As authors, we need to market for ourselves. But how do you know if your marketing was successful.
There are generic trends that follow every publication (not low-content books). The generic trend for fiction from debut authors is as follows
- Author posts that they have a new book out
- Friends and family purchase (the harder the author pushes, the more friends and family push)
- This dies down to almost zero sales
- Author must learn how to market
We read somewhere that over 50% of marketing did not work. And after almost a year in the industry, this fact holds up. So how do you measure if marketing is successful.
Think of your patterns as a consumer. We increase our chances of purchasing something if we remember it. Thus for book advertising, the more time someone sees your cover and your title, the more likely they are to remember your book when they want to read something like that.
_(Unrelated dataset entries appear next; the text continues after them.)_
// SPDX-License-Identifier: BUSL-1.1
// Copyright (c) 2026 Alfred Jean LLC

//! Inbound control messages.
//!
//! Variant names map 1:1 onto the wire `type` tags; every request
//! carries a caller-chosen `id` echoed by its response.

use serde::{Deserialize, Serialize};

use vea_core::{AppKind, SignalSpec};

use crate::lifecycle::DeploySpec;

fn default_true() -> bool {
    true
}

fn default_kind() -> AppKind {
    AppKind::Script
}

/// Shared body of `deploy_request` and `smart_deploy`.
#[derive(Debug, Clone, Serialize, Deserialize, PartialEq)]
pub struct DeployBody {
    #[serde(default)]
    pub id: String,
    pub app_id: String,
    #[serde(default, skip_serializing_if = "Option::is_none")]
    pub name: Option<String>,
    #[serde(default = "default_kind")]
    pub kind: AppKind,
    #[serde(default, skip_serializing_if = "Option::is_none")]
    pub version: Option<String>,
    pub artifact: String,
    #[serde(default, skip_serializing_if = "Vec::is_empty")]
    pub dependencies: Vec<String>,
    #[serde(default, skip_serializing_if = "Vec::is_empty")]
    pub signals: Vec<SignalSpec>,
    #[serde(default, skip_serializing_if = "Option::is_none")]
    pub cpu_share: Option<u32>,
    #[serde(default, skip_serializing_if = "Option::is_none")]
    pub memory_bytes: Option<u64>,
    #[serde(default = "default_true")]
    pub auto_start: bool,
}

impl DeployBody {
    pub fn into_spec(self) -> (String, DeploySpec) {
        (
            self.id,
            DeploySpec {
                app_id: self.app_id,
                name: self.name,
                kind: self.kind,
                version: self.version,
                artifact: self.artifact,
                dependencies: self.dependencies,
                signals: self.signals,
                cpu_share: self.cpu_share,
                memory_bytes: self.memory_bytes,
                auto_start: self.auto_start,
            },
        )
    }
}

/// Action selector for `manage_app`.
#[derive(Debug, Clone, Copy, PartialEq, Eq, Serialize, Deserialize)]
#[serde(rename_all = "snake_case")]
pub enum ManageAction {
    Start,
    Stop,
    Pause,
    Resume,
    Restart,
}

/// Request from a control-channel client.
#[derive(Debug, Clone, Serialize, Deserialize, PartialEq)]
#[serde(tag = "type", rename_all = "snake_case")]
pub enum Request {
    /// Liveness probe.
    Ping {
        #[serde(default)]
        id: String,
    },

    /// Install (and by default start) an application.
    DeployRequest(DeployBody),

    /// Deploy with dependency auto-detection folded in first.
    SmartDeploy(DeployBody),

    RunApp {
        #[serde(default)]
        id: String,
        app_id: String,
    },

    StopApp {
        #[serde(default)]
        id: String,
        app_id: String,
        /// Graceful-stop deadline override, milliseconds.
        #[serde(default, skip_serializing_if = "Option::is_none")]
        grace_ms: Option<u64>,
    },

    PauseApp {
        #[serde(default)]
        id: String,
        app_id: String,
    },

    ResumeApp {
        #[serde(default)]
        id: String,
        app_id: String,
    },

    UninstallApp {
        #[serde(default)]
        id: String,
        app_id: String,
    },

    ManageApp {
        #[serde(default)]
        id: String,
        app_id: String,
        action: ManageAction,
    },

    ListDeployedApps {
        #[serde(default)]
        id: String,
    },

    GetAppStatus {
        #[serde(default)]
        id: String,
        app_id: String,
    },

    GetDeploymentStatus {
        #[serde(default)]
        id: String,
        app_id: String,
    },

    /// Report dependencies from an inline artifact or an installed app.
    DetectDependencies {
        #[serde(default)]
        id: String,
        #[serde(default, skip_serializing_if = "Option::is_none")]
        app_id: Option<String>,
        #[serde(default, skip_serializing_if = "Option::is_none")]
        artifact: Option<String>,
        #[serde(default = "default_kind")]
        kind: AppKind,
    },

    ValidateSignals {
        #[serde(default)]
        id: String,
        signals: Vec<SignalSpec>,
    },

    /// Attach to an execution's console stream; `console_output`
    /// frames follow until the connection closes or the execution ends.
    ConsoleSubscribe {
        #[serde(default)]
        id: String,
        execution_id: String,
    },
}

impl Request {
    /// The caller-chosen correlation id.
    pub fn id(&self) -> &str {
        match self {
            Request::Ping { id }
            | Request::RunApp { id, .. }
            | Request::StopApp { id, .. }
            | Request::PauseApp { id, .. }
            | Request::ResumeApp { id, .. }
            | Request::UninstallApp { id, .. }
            | Request::ManageApp { id, .. }
            | Request::ListDeployedApps { id }
            | Request::GetAppStatus { id, .. }
            | Request::GetDeploymentStatus { id, .. }
            | Request::DetectDependencies { id, .. }
            | Request::ValidateSignals { id, .. }
            | Request::ConsoleSubscribe { id, .. } => id,
            Request::DeployRequest(body) | Request::SmartDeploy(body) => &body.id,
        }
    }

    /// The app this request serializes on, when it names one.
    pub fn app_id(&self) -> Option<&str> {
        match self {
            Request::RunApp { app_id, .. }
            | Request::StopApp { app_id, .. }
            | Request::PauseApp { app_id, .. }
            | Request::ResumeApp { app_id, .. }
            | Request::UninstallApp { app_id, .. }
            | Request::ManageApp { app_id, .. }
            | Request::GetAppStatus { app_id, .. }
            | Request::GetDeploymentStatus { app_id, .. } => Some(app_id),
            Request::DeployRequest(body) | Request::SmartDeploy(body) => Some(&body.app_id),
            _ => None,
        }
    }
}

#[cfg(test)]
#[path = "request_tests.rs"]
mod tests;
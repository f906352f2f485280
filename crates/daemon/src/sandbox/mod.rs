// SPDX-License-Identifier: BUSL-1.1
// Copyright (c) 2026 Alfred Jean LLC

//! Sandbox driver: the narrow capability surface over the container
//! engine.
//!
//! The three artifact kinds (script, binary, container) share one
//! lifecycle surface and differ only in how [`DockerDriver`] materializes
//! the artifact at create time. The lifecycle core and the reconciler
//! only ever see opaque handles and the operations below.

pub(crate) mod docker;

pub use docker::DockerDriver;

#[cfg(test)]
mod fake;
#[cfg(test)]
pub use fake::{DriverCall, FakeSandbox};

use std::path::PathBuf;
use std::time::Duration;

use async_trait::async_trait;
use chrono::{DateTime, Utc};
use thiserror::Error;
use tokio::sync::mpsc;
use tokio_util::sync::CancellationToken;

use vea_core::{AppId, AppKind, ExecutionId, ResourceLimits};
use vea_store::LogStream;

/// Errors from sandbox operations, mirroring the driver contract.
#[derive(Debug, Error)]
pub enum SandboxError {
    #[error("artifact unusable: {0}")]
    ArtifactUnusable(String),

    #[error("resource denied: {0}")]
    ResourceDenied(String),

    #[error("sandbox already started")]
    AlreadyStarted,

    #[error("sandbox not running")]
    NotRunning,

    #[error("sandbox not paused")]
    NotPaused,

    #[error("operation unsupported for kind {0}")]
    UnsupportedForKind(AppKind),

    #[error("sandbox in use: {0}")]
    InUse(String),

    #[error("sandbox not found: {0}")]
    NotFound(String),

    #[error("container engine unavailable: {0}")]
    Unavailable(String),
}

/// Observed sandbox state, as reported by `inspect`.
#[derive(Debug, Clone, Copy, PartialEq, Eq)]
pub enum SandboxStatus {
    Created,
    Running,
    Paused,
    Exited,
    /// The engine has no trace of the handle.
    Missing,
}

/// Point-in-time inspection result.
#[derive(Debug, Clone)]
pub struct Inspection {
    pub status: SandboxStatus,
    pub exit_code: Option<i64>,
    pub started_at: Option<DateTime<Utc>>,
}

impl Inspection {
    pub fn missing() -> Self {
        Self { status: SandboxStatus::Missing, exit_code: None, started_at: None }
    }
}

/// Everything the driver needs to materialize a sandbox.
#[derive(Debug, Clone)]
pub struct CreateSpec {
    pub app_id: AppId,
    pub execution_id: ExecutionId,
    pub kind: AppKind,
    /// Opaque artifact: source text, executable payload, or image ref.
    pub artifact: String,
    pub limits: ResourceLimits,
    pub env: Vec<(String, String)>,
    /// Dependencies to install inside the sandbox before the entrypoint.
    pub dependencies: Vec<String>,
    /// Host-side working directory bind-mounted into the sandbox.
    pub data_path: PathBuf,
}

/// One console line pumped out of `attach_logs`.
#[derive(Debug, Clone, PartialEq)]
pub struct ConsoleLine {
    pub stream: LogStream,
    pub line: String,
}

/// Capability surface over the container engine.
#[async_trait]
pub trait SandboxDriver: Send + Sync + 'static {
    /// Materialize the artifact; the sandbox exists but is not running.
    /// Returns the opaque handle used by every other operation.
    async fn create(&self, spec: &CreateSpec) -> Result<String, SandboxError>;

    async fn start(&self, handle: &str) -> Result<(), SandboxError>;

    async fn pause(&self, handle: &str) -> Result<(), SandboxError>;

    async fn resume(&self, handle: &str) -> Result<(), SandboxError>;

    /// Graceful stop; force-kill once `grace` expires. Returns the exit
    /// code when the engine reports one.
    async fn stop(&self, handle: &str, grace: Duration) -> Result<Option<i64>, SandboxError>;

    /// Remove a stopped sandbox. Fails with `InUse` while running.
    async fn remove(&self, handle: &str) -> Result<(), SandboxError>;

    async fn inspect(&self, handle: &str) -> Result<Inspection, SandboxError>;

    /// Follow console output from the current tail. Lines flow into
    /// `tx` until `cancel` fires or the sandbox goes away; the pump
    /// task owns reconnection to a restarted stream.
    async fn attach_logs(
        &self,
        handle: &str,
        tx: mpsc::Sender<ConsoleLine>,
        cancel: CancellationToken,
    ) -> Result<(), SandboxError>;

    /// Idempotent best-effort stop-then-remove, used by the reconciler
    /// and by rollback paths. Never fails; strays are retried on the
    /// next cycle.
    async fn reap(&self, handle: &str);

    /// Inspect, folding an unknown handle into `Missing`. The
    /// reconciler treats "the engine has never heard of it" as an
    /// observation, not a failure.
    async fn observe(&self, handle: &str) -> Result<Inspection, SandboxError> {
        match self.inspect(handle).await {
            Ok(inspection) => Ok(inspection),
            Err(SandboxError::NotFound(_)) => Ok(Inspection::missing()),
            Err(e) => Err(e),
        }
    }
}
// SPDX-License-Identifier: BUSL-1.1
// Copyright (c) 2026 Alfred Jean LLC

//! Clock abstraction for testable time handling.

use std::sync::Arc;
use std::time::Duration;

use chrono::{DateTime, TimeZone, Utc};
use parking_lot::Mutex;

/// A clock that provides the current wall-clock time.
///
/// Records persisted by the store carry `DateTime<Utc>` timestamps; the
/// lifecycle core takes a clock so tests can pin them.
pub trait Clock: Clone + Send + Sync + 'static {
    fn now_utc(&self) -> DateTime<Utc>;

    fn epoch_ms(&self) -> u64 {
        self.now_utc().timestamp_millis().max(0) as u64
    }
}

/// Real system clock.
#[derive(Clone, Copy, Default)]
pub struct SystemClock;

impl Clock for SystemClock {
    fn now_utc(&self) -> DateTime<Utc> {
        Utc::now()
    }
}

/// Fake clock for tests with controllable time.
#[derive(Clone)]
pub struct FakeClock {
    current: Arc<Mutex<DateTime<Utc>>>,
}

impl FakeClock {
    pub fn new() -> Self {
        // Arbitrary fixed origin so failing assertions print stable times.
        let origin = Utc.timestamp_opt(1_700_000_000, 0).single().unwrap_or_else(Utc::now);
        Self { current: Arc::new(Mutex::new(origin)) }
    }

    /// Advance the clock by the given duration.
    pub fn advance(&self, duration: Duration) {
        let mut cur = self.current.lock();
        if let Ok(delta) = chrono::Duration::from_std(duration) {
            *cur += delta;
        }
    }

    /// Pin the clock to a specific instant.
    pub fn set(&self, at: DateTime<Utc>) {
        *self.current.lock() = at;
    }
}

impl Default for FakeClock {
    fn default() -> Self {
        Self::new()
    }
}

impl Clock for FakeClock {
    fn now_utc(&self) -> DateTime<Utc> {
        *self.current.lock()
    }
}

#[cfg(test)]
#[path = "clock_tests.rs"]
mod tests;
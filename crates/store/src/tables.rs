// SPDX-License-Identifier: BUSL-1.1
// Copyright (c) 2026 Alfred Jean LLC

//! In-memory tables materialized from snapshot + journal replay.
//!
//! All entry application is idempotent: applying the same entry twice
//! must produce the same tables as applying it once, because entries
//! are applied both on the live write path and again during replay.

use std::collections::HashMap;

use serde::{Deserialize, Serialize};

use vea_core::{ApplicationRecord, RuntimeStateRecord};

use crate::journal::JournalEntry;

/// The application and runtime-state tables, keyed by canonical app id.
#[derive(Debug, Default, Clone, Serialize, Deserialize)]
pub struct Tables {
    pub applications: HashMap<String, ApplicationRecord>,
    /// At most one row per application, replaced wholesale on each start.
    pub runtime_states: HashMap<String, RuntimeStateRecord>,
}

impl Tables {
    /// Apply one journal entry.
    pub fn apply(&mut self, entry: &JournalEntry) {
        match entry {
            JournalEntry::UpsertApplication { record } => {
                self.applications.insert(record.app_id.as_str().to_string(), (**record).clone());
            }
            JournalEntry::DeleteApplication { app_id } => {
                self.applications.remove(app_id.as_str());
                // Runtime state never outlives its application row.
                self.runtime_states.remove(app_id.as_str());
            }
            JournalEntry::UpsertRuntimeState { state } => {
                self.runtime_states.insert(state.app_id.as_str().to_string(), state.clone());
            }
            JournalEntry::ClearRuntimeState { app_id } => {
                self.runtime_states.remove(app_id.as_str());
            }
        }
    }
}

#[cfg(test)]
#[path = "tables_tests.rs"]
mod tests;
// SPDX-License-Identifier: BUSL-1.1
// Copyright (c) 2026 Alfred Jean LLC

//! Vehicle signal declarations.
//!
//! An application declares up front which broker signals it touches and
//! how. The gateway validates declarations against the catalog and
//! enforces them at runtime.

use serde::{Deserialize, Serialize};

/// How an application intends to use a signal path.
#[derive(Debug, Clone, Copy, PartialEq, Eq, Hash, Serialize, Deserialize)]
#[serde(rename_all = "snake_case")]
pub enum SignalAccess {
    Read,
    Write,
    Subscribe,
}

impl std::fmt::Display for SignalAccess {
    fn fmt(&self, f: &mut std::fmt::Formatter<'_>) -> std::fmt::Result {
        match self {
            SignalAccess::Read => write!(f, "read"),
            SignalAccess::Write => write!(f, "write"),
            SignalAccess::Subscribe => write!(f, "subscribe"),
        }
    }
}

/// A single declared signal: hierarchical path, access mode, and an
/// optional requested update rate for subscriptions.
#[derive(Debug, Clone, PartialEq, Serialize, Deserialize)]
pub struct SignalSpec {
    pub path: String,
    pub access: SignalAccess,
    #[serde(default, skip_serializing_if = "Option::is_none")]
    pub rate_hz: Option<f64>,
}

impl SignalSpec {
    pub fn new(path: impl Into<String>, access: SignalAccess) -> Self {
        Self { path: path.into(), access, rate_hz: None }
    }
}

/// A typed signal value as carried by the broker.
#[derive(Debug, Clone, PartialEq, Serialize, Deserialize)]
#[serde(untagged)]
pub enum SignalValue {
    Bool(bool),
    Int(i64),
    Float(f64),
    Text(String),
}

impl SignalValue {
    /// Loose type-compatibility check against a catalog type name.
    pub fn matches_type(&self, type_name: &str) -> bool {
        matches!(
            (self, type_name),
            (SignalValue::Bool(_), "boolean")
                | (SignalValue::Int(_), "int")
                | (SignalValue::Int(_), "float")
                | (SignalValue::Float(_), "float")
                | (SignalValue::Text(_), "string")
        )
    }
}

/// Outcome of validating a set of declared signals against the catalog.
#[derive(Debug, Clone, Default, PartialEq, Serialize, Deserialize)]
pub struct ValidationReport {
    pub valid: Vec<String>,
    pub invalid: Vec<String>,
    #[serde(default, skip_serializing_if = "Vec::is_empty")]
    pub warnings: Vec<String>,
    pub total: usize,
}

impl ValidationReport {
    pub fn is_clean(&self) -> bool {
        self.invalid.is_empty()
    }
}

#[cfg(test)]
#[path = "signal_tests.rs"]
mod tests;
// SPDX-License-Identifier: BUSL-1.1
// Copyright (c) 2026 Alfred Jean LLC

//! Snapshot persistence for fast startup.
//!
//! A snapshot is the complete table state at a journal sequence number,
//! zstd-compressed. Recovery loads the snapshot and replays journal
//! entries past `seq`. Writes go through a temp file + rename, and the
//! snapshot being replaced is aged into a numbered generation file.

use std::fs;
use std::path::{Path, PathBuf};

use chrono::{DateTime, Utc};
use serde::{Deserialize, Serialize};
use thiserror::Error;

use crate::tables::Tables;

/// Current snapshot schema version.
pub const CURRENT_SNAPSHOT_VERSION: u32 = 1;

const ZSTD_LEVEL: i32 = 3;

/// Previous snapshot generations kept on disk (`<name>.1` newest).
const BACKUP_GENERATIONS: u32 = 3;

/// Errors from snapshot operations.
#[derive(Debug, Error)]
pub enum SnapshotError {
    #[error("IO error: {0}")]
    Io(#[from] std::io::Error),

    #[error("snapshot corrupt: {0}")]
    Corrupt(String),

    #[error("unsupported snapshot version {0}")]
    Version(u32),
}

/// The complete table state at a point in the journal.
#[derive(Debug, Clone, Serialize, Deserialize)]
pub struct Snapshot {
    /// Schema version for migrations
    #[serde(rename = "v")]
    pub version: u32,
    /// Journal sequence covered by this snapshot
    pub seq: u64,
    pub tables: Tables,
    pub created_at: DateTime<Utc>,
}

impl Snapshot {
    pub fn new(seq: u64, tables: Tables) -> Self {
        Self { version: CURRENT_SNAPSHOT_VERSION, seq, tables, created_at: Utc::now() }
    }

    /// Load the snapshot if one exists.
    pub fn load(path: &Path) -> Result<Option<Self>, SnapshotError> {
        if !path.exists() {
            return Ok(None);
        }
        let compressed = fs::read(path)?;
        let bytes = zstd::decode_all(compressed.as_slice())
            .map_err(|e| SnapshotError::Corrupt(format!("decompress: {e}")))?;
        let snapshot: Snapshot = serde_json::from_slice(&bytes)
            .map_err(|e| SnapshotError::Corrupt(format!("decode: {e}")))?;
        if snapshot.version != CURRENT_SNAPSHOT_VERSION {
            return Err(SnapshotError::Version(snapshot.version));
        }
        Ok(Some(snapshot))
    }

    /// Write atomically. The snapshot being replaced is kept as the
    /// newest of [`BACKUP_GENERATIONS`] numbered generation files;
    /// whatever was aged past the cap is gone.
    pub fn save(&self, path: &Path) -> Result<(), SnapshotError> {
        if let Some(parent) = path.parent() {
            fs::create_dir_all(parent)?;
        }
        let bytes = serde_json::to_vec(self)
            .map_err(|e| SnapshotError::Corrupt(format!("encode: {e}")))?;
        let compressed = zstd::encode_all(bytes.as_slice(), ZSTD_LEVEL)
            .map_err(|e| SnapshotError::Corrupt(format!("compress: {e}")))?;

        let tmp = path.with_extension("tmp");
        fs::write(&tmp, &compressed)?;

        // Age every generation by one, then slot the outgoing snapshot
        // in as generation 1. Renames overwrite their destination, so
        // the oldest generation simply falls off the end. Backups are
        // best effort; only the final rename decides success.
        if path.exists() {
            for n in (1..BACKUP_GENERATIONS).rev() {
                let _ = fs::rename(generation_path(path, n), generation_path(path, n + 1));
            }
            let _ = fs::rename(path, generation_path(path, 1));
        }

        fs::rename(&tmp, path)?;
        Ok(())
    }
}

/// `store.snapshot` -> `store.snapshot.N`.
fn generation_path(path: &Path, n: u32) -> PathBuf {
    let mut name = path.as_os_str().to_os_string();
    name.push(format!(".{n}"));
    PathBuf::from(name)
}
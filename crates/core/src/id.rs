// SPDX-License-Identifier: BUSL-1.1
// Copyright (c) 2026 Alfred Jean LLC

//! Canonical identifier scheme.
//!
//! Every application is indexed internally by its canonical id: the
//! caller-supplied name with the deployment prefix applied. Callers may
//! pass either form over the control channel; the daemon canonicalizes
//! at every entry point and never compares raw input.

use serde::{Deserialize, Serialize};
use thiserror::Error;

/// Prefix applied to application ids when the configuration does not
/// override it.
pub const DEFAULT_APP_ID_PREFIX: &str = "VEA-";

/// Errors from identifier construction.
#[derive(Debug, Error, PartialEq, Eq)]
pub enum IdError {
    #[error("application id must not be empty")]
    Empty,

    #[error("application id contains whitespace: {0:?}")]
    Whitespace(String),
}

/// Canonical application identity (prefix always applied).
///
/// Construct via [`AppId::canonical`]; the unchecked [`AppId::from_canonical`]
/// exists for deserializing values we previously persisted.
#[derive(Debug, Clone, PartialEq, Eq, Hash, PartialOrd, Ord, Serialize, Deserialize)]
#[serde(transparent)]
pub struct AppId(String);

impl AppId {
    /// Canonicalize caller input: trim, validate, apply `prefix` if absent.
    pub fn canonical(input: &str, prefix: &str) -> Result<Self, IdError> {
        let trimmed = input.trim();
        if trimmed.is_empty() {
            return Err(IdError::Empty);
        }
        if trimmed.chars().any(char::is_whitespace) {
            return Err(IdError::Whitespace(trimmed.to_string()));
        }
        if trimmed.starts_with(prefix) {
            Ok(Self(trimmed.to_string()))
        } else {
            Ok(Self(format!("{prefix}{trimmed}")))
        }
    }

    /// Wrap a string that is already canonical (persisted records).
    pub fn from_canonical(id: impl Into<String>) -> Self {
        Self(id.into())
    }

    /// The canonical form with the prefix removed.
    pub fn stripped<'a>(&'a self, prefix: &str) -> &'a str {
        self.0.strip_prefix(prefix).unwrap_or(&self.0)
    }

    pub fn as_str(&self) -> &str {
        &self.0
    }
}

impl std::fmt::Display for AppId {
    fn fmt(&self, f: &mut std::fmt::Formatter<'_>) -> std::fmt::Result {
        write!(f, "{}", self.0)
    }
}

impl AsRef<str> for AppId {
    fn as_ref(&self) -> &str {
        &self.0
    }
}

impl std::borrow::Borrow<str> for AppId {
    fn borrow(&self) -> &str {
        &self.0
    }
}

impl PartialEq<str> for AppId {
    fn eq(&self, other: &str) -> bool {
        self.0 == other
    }
}

impl PartialEq<&str> for AppId {
    fn eq(&self, other: &&str) -> bool {
        self.0 == *other
    }
}

/// One start-to-termination run of an application.
///
/// Minted fresh on every start and never reused; persisted in the
/// runtime state record so a restarted supervisor can re-adopt the
/// execution it left behind.
#[derive(Debug, Clone, PartialEq, Eq, Hash, Serialize, Deserialize)]
#[serde(transparent)]
pub struct ExecutionId(String);

impl ExecutionId {
    /// Mint a globally unique execution id.
    pub fn mint() -> Self {
        Self(uuid::Uuid::new_v4().to_string())
    }

    /// Wrap a persisted execution id.
    pub fn from_string(id: impl Into<String>) -> Self {
        Self(id.into())
    }

    pub fn as_str(&self) -> &str {
        &self.0
    }

    /// Heuristic used by the resolver: execution ids are uuids, which
    /// always contain `-` separated hex groups and never the app prefix.
    pub fn looks_like(input: &str) -> bool {
        uuid::Uuid::parse_str(input).is_ok()
    }
}

impl std::fmt::Display for ExecutionId {
    fn fmt(&self, f: &mut std::fmt::Formatter<'_>) -> std::fmt::Result {
        write!(f, "{}", self.0)
    }
}

impl AsRef<str> for ExecutionId {
    fn as_ref(&self) -> &str {
        &self.0
    }
}

impl std::borrow::Borrow<str> for ExecutionId {
    fn borrow(&self) -> &str {
        &self.0
    }
}

impl PartialEq<str> for ExecutionId {
    fn eq(&self, other: &str) -> bool {
        self.0 == other
    }
}

#[cfg(test)]
#[path = "id_tests.rs"]
mod tests;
How do you know if someone has seen your book in an ad multiple times and then gone on to purchase it via a direct search? Measuring success is hard. But this is one way to do it.
Define success
If you assume that initial flush of book sales is success, then you are doomed for disappointment. Most authors spend a conciderable amount of money advertising their products after that initial flush.
Here are some definitions of success you may like to use.
- An increase in sales of X%
- Make a $10 profit (income – expenses)
- Increase exposure to a book (no. of clicks on book links increase, running multiple ad campaigns)
- Give away 200 free bookmarks (to strangers, not your family!)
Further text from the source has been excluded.